Людмила Херсонская. Перешагнуть ров. Киев, Каяла, 2019
Людмила Херсонская. Перешагнуть ров. Киев, Каяла, 2019

Игорь Померанцев: Борис, почему вы медлили с отъездом и почему всё-таки приняли решение уехать?

Борис Херсонский: Я вспоминал анекдот: что такое "Соломоново решение"? Оно звучит так: "Соломон решил пока не ехать". Вот это был мой лозунг. Я понимаю, что принять полноценное участие в волонтерском движении, кроме как выполнять свои профессиональные обязанности без денег, я не мог, а это то, что я могу делать в любом месте. Я предполагал возможность того, что нам придется уехать, если Одесса перейдёт под власть Российской Федерации, под этой властью я жить категорически не хочу. Соответственно, поскольку всё-таки напряжение в Одессе не достигало критического уровня, мы продолжали, может быть, из-за того, что мы люди не очень организованные, жить так, как мы жили, только спали гораздо хуже, потому что звуки сирен всё-таки мешают здоровому сну.

Мы уехали потому, что мы получили то предложение, которого ждали, и отказываться от которого было просто нельзя. Это замечательная резиденция в Италии, здесь не так давно был Сергей Гандлевский, который нам об этом месте рассказывал. По каким соображениям мы могли остаться? Очевидно, просто для того, чтобы стеречь наш дом. Чаши весов колебались, и гирька, упавшая на одну из чаш, перевесила. Мы – в Италии.

Борис Херсонский. Одесский дневник. 2017 год
Борис Херсонский. Одесский дневник. 2017 год

Иван Толстой: Людмила, мы сейчас говорили о психологии. А что же литература? Угадывается ли, брезжит ли какая-то новая, непривычная в ней нота? Конечно, я имею в виду литературу Одессы, Украины, а может быть, и шире.

Людмила Херсонская: Мне кажется, это вопрос времени. Я не знаю, как обстоят дела у других писателей, я понимаю, что сейчас я пока онемела.
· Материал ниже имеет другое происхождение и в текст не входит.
use pof_client_interface::{CommitmentRequest, Operation};
use reqwest::Method;
use serde::de::DeserializeOwned;
use serde_json::Value;
use utils::http_client::{HttpClient, HttpClientError, RequestBuilder};

use crate::config::PofHttpValidatedArgs;
use crate::error::PofHttpError;
use crate::types::{decode_body, AddJobResponse, JobStatusResponse, ProofBody, ProofResponse, VerifyBody};

/// Proof-of-funds backend API async wrapper
#[derive(Debug, Clone)]
pub struct PofBackendClient {
    client: HttpClient,
}

impl PofBackendClient {
    pub fn new_with_args(args: &PofHttpValidatedArgs) -> Result<Self, PofHttpError> {
        let client = HttpClient::builder(args.backend_url.as_str())
            .timeout(args.request_timeout)
            .build()
            .map_err(PofHttpError::Build)?;

        Ok(Self { client })
    }

    pub async fn create_commitment(&self, request: &CommitmentRequest) -> Result<Value, PofHttpError> {
        let operation = Operation::CreateCommitment;
        let request = self.json_request(operation, Method::POST, "lb/commitment", request)?;
        self.send(operation, request).await
    }

    pub async fn generate_proof(&self, body: &ProofBody<'_>) -> Result<ProofResponse, PofHttpError> {
        let operation = Operation::GenerateProofSync;
        let request = self.json_request(operation, Method::POST, "bb/proof", body)?;
        self.send(operation, request).await
    }

    pub async fn add_job(&self, body: &ProofBody<'_>) -> Result<AddJobResponse, PofHttpError> {
        let operation = Operation::GenerateProofAsync;
        let request = self.json_request(operation, Method::POST, "proofs/async", body)?;
        self.send(operation, request).await
    }

    pub async fn get_job_status(&self, job_id: &str) -> Result<JobStatusResponse, PofHttpError> {
        let request = self.client.request().method(Method::GET).path("proofs/async").path_segment(job_id);
        self.send(Operation::CheckJobStatus, request).await
    }

    pub async fn verify(&self, body: &VerifyBody<'_>) -> Result<ProofResponse, PofHttpError> {
        let operation = Operation::VerifyProof;
        let request = self.json_request(operation, Method::POST, "sb/verify", body)?;
        self.send(operation, request).await
    }

    fn json_request<T: serde::Serialize + ?Sized>(
        &self,
        operation: Operation,
        method: Method,
        path: &str,
        body: &T,
    ) -> Result<RequestBuilder<'_>, PofHttpError> {
        self.client
            .request()
            .method(method)
            .path(path)
            .json(body)
            .map_err(|source| PofHttpError::Request { operation, source })
    }

    async fn send<R: DeserializeOwned>(
        &self,
        operation: Operation,
        request: RequestBuilder<'_>,
    ) -> Result<R, PofHttpError> {
        let response = request.send().await.map_err(|source| PofHttpError::Request { operation, source })?;
        let status = response.status();
        tracing::debug!(%operation, %status, "Backend responded");

        if !status.is_success() {
            // error bodies are not guaranteed to be JSON, keep them as text
            let body = response.text().await.unwrap_or_default();
            return Err(PofHttpError::Status { operation, status, body });
        }

        let bytes = response
            .bytes()
            .await
            .map_err(|e| PofHttpError::Request { operation, source: HttpClientError::from(e) })?;
        decode_body(operation, &bytes)
    }
}
use std::time::Duration;

use clap::Parser;
use pof_http_client::PofHttpValidatedArgs;

use crate::config::PollingParams;
use crate::telemetry::InstrumentationParams;

pub mod backend;
pub mod command;
pub mod instrumentation;
pub mod polling;

#[derive(Parser, Debug)]
#[command(author, version, about, long_about = None)]
pub struct RunCmd {
    // Backend
    #[clap(flatten)]
    pub backend_args: backend::BackendCliArgs,

    // Polling
    #[clap(flatten)]
    pub polling_args: polling::PollingCliArgs,

    // Instrumentation
    #[clap(flatten)]
    pub instrumentation_args: instrumentation::InstrumentationCliArgs,

    #[command(subcommand)]
    pub command: command::Command,
}

impl RunCmd {
    pub fn validate_backend_params(&self) -> Result<PofHttpValidatedArgs, String> {
        if self.backend_args.backend_url.cannot_be_a_base() {
            return Err(format!("Backend URL {} cannot be used as a base URL", self.backend_args.backend_url));
        }
        if self.backend_args.request_timeout_secs == 0 {
            return Err("Request timeout must be greater than zero".to_string());
        }
        Ok(PofHttpValidatedArgs::new(
            self.backend_args.backend_url.clone(),
            Duration::from_secs(self.backend_args.request_timeout_secs),
        ))
    }

    pub fn validate_polling_params(&self) -> Result<PollingParams, String> {
        if self.polling_args.poll_interval_ms == 0 {
            return Err("Poll interval must be greater than zero".to_string());
        }
        Ok(PollingParams { poll_interval: Duration::from_millis(self.polling_args.poll_interval_ms) })
    }

    pub fn validate_instrumentation_params(&self) -> Result<InstrumentationParams, String> {
        Ok(InstrumentationParams {
            otel_service_name: self.instrumentation_args.otel_service_name.clone(),
            otel_collector_endpoint: self.instrumentation_args.otel_collector_endpoint.clone(),
            log_level: self.instrumentation_args.log_level,
        })
    }
}
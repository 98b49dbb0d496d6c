
use std::collections::{HashMap, VecDeque};
use std::sync::atomic::{AtomicU64, AtomicUsize, Ordering};
use std::sync::{Arc, Mutex};
use std::time::Duration;

use async_trait::async_trait;
use constants::*;
use pof_client_interface::{
    ClientError, CommitmentAck, CommitmentRequest, DealInfo, JobHandle, JobStatus, Operation, ProofOfFundsClient,
    ProofRequest, ProofResult, TransportError,
};
use rstest::*;
use serde_json::json;
use tokio::sync::{Notify, Semaphore};

use crate::jobs::JobLifecycleController;

pub fn init_test_tracing() {
    let _ = tracing_subscriber::fmt().with_max_level(tracing::Level::INFO).with_target(false).try_init();
}

pub fn deal_info(deal_id: &str) -> DealInfo {
    DealInfo { amount: TEST_VERIFIED_AMOUNT, buyer: TEST_BUYER.to_string(), deal_id: deal_id.to_string() }
}

pub fn proof_result(deal_id: &str) -> ProofResult {
    ProofResult { verified: true, verified_amount: Some(TEST_VERIFIED_AMOUNT), deal_info: deal_info(deal_id) }
}

pub fn completed(deal_id: &str) -> JobStatus {
    JobStatus::Completed(proof_result(deal_id))
}

pub fn transport_error(operation: Operation, status_code: Option<u16>) -> ClientError {
    ClientError::Transport(TransportError::new(operation, status_code, "backend unavailable"))
}

#[fixture]
pub fn proof_request() -> ProofRequest {
    ProofRequest::new(TEST_REQUIRED_AMOUNT, TEST_DEAL_ID)
}

/// In-memory backend with scripted job statuses.
///
/// Job ids are handed out as `job-1`, `job-2`, ... Each status check of a job pops the next
/// scripted result, or answers `InProgress` once the script is exhausted. Checks can be held
/// back by a gate and slowed down by a delay, which also works under paused tokio time.
#[derive(Default)]
pub struct FakeProofClient {
    next_job: AtomicU64,
    scripts: Mutex<HashMap<String, VecDeque<Result<JobStatus, ClientError>>>>,
    submit_result: Mutex<Option<ClientError>>,
    submit_gate: Option<Arc<Notify>>,
    check_gate: Option<Arc<Semaphore>>,
    check_delay: Duration,
    status_calls: AtomicUsize,
    in_flight: AtomicUsize,
    max_in_flight: AtomicUsize,
}

impl FakeProofClient {
    pub fn new() -> Self {
        Self::default()
    }

    /// Submissions wait for a notification before returning.
    pub fn with_submit_gate(mut self, gate: Arc<Notify>) -> Self {
        self.submit_gate = Some(gate);
        self
    }

    /// Every status check consumes one permit before answering.
    pub fn with_check_gate(mut self, gate: Arc<Semaphore>) -> Self {
        self.check_gate = Some(gate);
        self
    }

    pub fn with_check_delay(mut self, delay: Duration) -> Self {
        self.check_delay = delay;
        self
    }

    /// The next submission fails with `error`.
    pub fn fail_next_submission(&self, error: ClientError) {
        *self.submit_result.lock().unwrap() = Some(error);
    }

    pub fn script(&self, job_id: &str, results: Vec<Result<JobStatus, ClientError>>) {
        self.scripts.lock().unwrap().insert(job_id.to_string(), results.into());
    }

    pub fn status_calls(&self) -> usize {
        self.status_calls.load(Ordering::SeqCst)
    }

    pub fn max_in_flight(&self) -> usize {
        self.max_in_flight.load(Ordering::SeqCst)
    }

    pub fn submissions(&self) -> u64 {
        self.next_job.load(Ordering::SeqCst)
    }
}

#[async_trait]
impl ProofOfFundsClient for FakeProofClient {
    async fn create_commitment(&self, request: &CommitmentRequest) -> Result<CommitmentAck, ClientError> {
        request.validate()?;
        Ok(CommitmentAck(json!({ "bank_index": request.bank_index, "amount": request.amount })))
    }

    async fn generate_proof_sync(&self, request: &ProofRequest) -> Result<ProofResult, ClientError> {
        request.validate()?;
        Ok(proof_result(&request.deal_id))
    }

    async fn generate_proof_async(&self, request: &ProofRequest) -> Result<JobHandle, ClientError> {
        request.validate()?;
        if let Some(gate) = &self.submit_gate {
            gate.notified().await;
        }
        if let Some(error) = self.submit_result.lock().unwrap().take() {
            return Err(error);
        }
        let job_number = self.next_job.fetch_add(1, Ordering::SeqCst) + 1;
        Ok(JobHandle::new(format!("job-{job_number}")))
    }

    async fn check_job_status(&self, job_id: &str) -> Result<JobStatus, ClientError> {
        self.status_calls.fetch_add(1, Ordering::SeqCst);
        let in_flight = self.in_flight.fetch_add(1, Ordering::SeqCst) + 1;
        self.max_in_flight.fetch_max(in_flight, Ordering::SeqCst);
        let _in_flight = InFlight(&self.in_flight);

        if let Some(gate) = &self.check_gate {
            gate.acquire().await.expect("check gate closed").forget();
        }
        if !self.check_delay.is_zero() {
            tokio::time::sleep(self.check_delay).await;
        }

        let next = self.scripts.lock().unwrap().get_mut(job_id).and_then(|script| script.pop_front());
        next.unwrap_or(Ok(JobStatus::InProgress))
    }

    async fn verify_proof(&self, deal_id: &str) -> Result<ProofResult, ClientError> {
        Ok(proof_result(deal_id))
    }
}

/// Decrements the in-flight counter even when the check future is dropped.
struct InFlight<'a>(&'a AtomicUsize);

impl Drop for InFlight<'_> {
    fn drop(&mut self) {
        self.0.fetch_sub(1, Ordering::SeqCst);
    }
}

pub fn controller_with(client: Arc<FakeProofClient>) -> JobLifecycleController {
    init_test_tracing();
    JobLifecycleController::new(client, TEST_POLL_INTERVAL)
}
use crate::registry::{resolve_policy, ChainPolicy, ChainRecord};
use crate::types::{Intent, IntentType};
use anyhow::{Context, Result};
use ethers::abi::{encode, AbiParser, Function, Token};
use ethers::types::{Address, Bytes, U256};

/// Selector of the account's `executeUserOp` dispatch, the first element of
/// the outer call-data tuple.
pub const EXECUTE_USEROP_SELECTOR: [u8; 4] = [0x8d, 0xd7, 0x71, 0x2f];

/// Fixed job-manager entry point every intent is routed through.
const INITIATE_JOB: &str = "function initiateJob(uint256 jobId, address clientId, address userId, address feePayer, bytes policyInfo, bytes gsnData, bytes jobParameters, string intentType)";

/// Accounts a job is attributed to: the vendor client, the end user's smart
/// wallet, and whoever pays the fee (usually the client again).
#[derive(Clone, Copy, Debug)]
pub struct JobParties {
    pub client_swa: Address,
    pub user_swa: Address,
    pub fee_payer: Address,
}

/// Builds the `callData` field of a user operation for one intent.
///
/// The CAIP-2 id is resolved against the registry first; an unsupported
/// chain aborts before any ABI encoding is done. The result is the
/// ABI-encoded `(bytes4, address, uint256, bytes)` tuple wrapping the
/// `initiateJob` invocation.
pub fn build_call_data(
    intent: &Intent,
    job_id: U256,
    job_manager: Address,
    parties: JobParties,
    chains: &[ChainRecord],
) -> Result<Bytes> {
    let policy = resolve_policy(chains, intent.caip2_id())?;

    let inner = initiate_job_fn()?
        .encode_input(&[
            Token::Uint(job_id),
            Token::Address(parties.client_swa),
            Token::Address(parties.user_swa),
            Token::Address(parties.fee_payer),
            Token::Bytes(encode_policy_info(policy)),
            Token::Bytes(encode_gsn_data()),
            Token::Bytes(encode_job_parameters(intent)?),
            Token::String(intent.intent_type().as_str().to_string()),
        ])
        .context("failed to encode initiateJob call")?;

    Ok(Bytes::from(encode(&[
        Token::FixedBytes(EXECUTE_USEROP_SELECTOR.to_vec()),
        Token::Address(job_manager),
        Token::Uint(U256::zero()),
        Token::Bytes(inner),
    ])))
}

fn initiate_job_fn() -> Result<Function> {
    let abi = AbiParser::default()
        .parse(&[INITIATE_JOB])
        .context("failed to parse initiateJob ABI")?;
    Ok(abi.function("initiateJob")?.clone())
}

/// `(bool gsnEnabled, bool sponsorshipEnabled)` from the registry lookup.
fn encode_policy_info(policy: ChainPolicy) -> Vec<u8> {
    encode(&[Token::Tuple(vec![
        Token::Bool(policy.gsn_enabled),
        Token::Bool(policy.sponsorship_enabled),
    ])])
}

/// `(bool isRequired, string[] requiredNetworks, bytes[] tokens)` — the GSN
/// relay structure is part of the wire format but never exercised.
fn encode_gsn_data() -> Vec<u8> {
    encode(&[Token::Tuple(vec![
        Token::Bool(false),
        Token::Array(vec![]),
        Token::Array(vec![]),
    ])])
}

/// Intent-specific `jobParameters` tuple.
fn encode_job_parameters(intent: &Intent) -> Result<Vec<u8>> {
    let tuple = match intent {
        Intent::TokenTransfer(i) => vec![
            Token::String(i.caip2_id.clone()),
            Token::String(i.recipient.clone()),
            Token::String(i.token.clone()),
            Token::Uint(i.amount),
        ],
        Intent::NftTransfer(i) => vec![
            Token::String(i.caip2_id.clone()),
            Token::String(i.nft_id.clone()),
            Token::String(i.recipient.clone()),
            Token::String(i.collection.clone()),
            Token::String(i.nft_type.clone()),
            Token::Uint(i.amount),
        ],
        Intent::RawTransaction(i) => {
            let mut txs = Vec::with_capacity(i.transactions.len());
            for tx in &i.transactions {
                let raw = serde_json::to_vec(tx).context("failed to serialize transaction")?;
                txs.push(Token::Bytes(raw));
            }
            vec![Token::String(i.caip2_id.clone()), Token::Array(txs)]
        }
    };
    Ok(encode(&[Token::Tuple(tuple)]))
}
У меня было очень много стихов о войне до этих страшных действий, которые развязал сейчас Владимир Владимирович. Я возвращаюсь к этим стихам и вижу, что очень многие вещи, о которых я написала раньше, происходят сейчас. Моё внутреннее состояние сейчас – онемение, и я думаю, что такое же состояние сейчас у многих других людей. Через какое-то время это будет литература опыта. Я думаю, что литература свидетельствования очень важна в такие часы, это будет литература живого свидетельствования, чуткого и эмоционального, всех людей, которые видели, знают, пережили, говорили с людьми.

У меня очень много таких вещей, которые сильно запали в память, в душу, связанные и с дорогой вместе с другими беженцами, и разговоры с ними, и то, что мы видели, - эти мамы с детьми, как мы запихивались в эти автобусы. Очень много литературного материала, который обработать пока невозможно, на это должно уйти какое-то время. Здесь мы уже несколько дней и я до сих пор не могу прийти в себя и выдавить из себя ни одного слова.

Игорь Померанцев: Борис, в Одессе было немало сторонников так называемого "Русского мира". Война примиряет противоречия или обостряет их?

Борис Херсонский: Она их, скорее, обостряет. Другой разговор, что сторонники "Русского мира" сейчас молчаливые, они сидят на своих кухнях. Возможно, их отношение к "Русскому миру" изменилось. Одно дело, когда он маячит где-то далеко, а другое дело, когда стучится с помощью крылатых ракет в твою дверь, когда тебе приходится проводить ночь в подвале. Известная мне огромная семья съехалась в относительно небольшом частном доме просто потому, что в этом доме хороший подвал. Нельзя сказать, что это способствовало миру в этой семье. Но возможность убежища, близость к аэропорту – всё это приобретает значение.

Борис Херсонский. Семейный архив. 2006 год
Борис Херсонский. Семейный архив. 2006 год

Думаю, что когда уже война стучится в двери, сохранять приверженность "Русскому миру" стало гораздо труднее. По крайней мере, я посмотрел страницы фейсбука некоторых людей, которых я считал сторонниками "Русского мира", и увидел, что тональность их постов изменилась драматически.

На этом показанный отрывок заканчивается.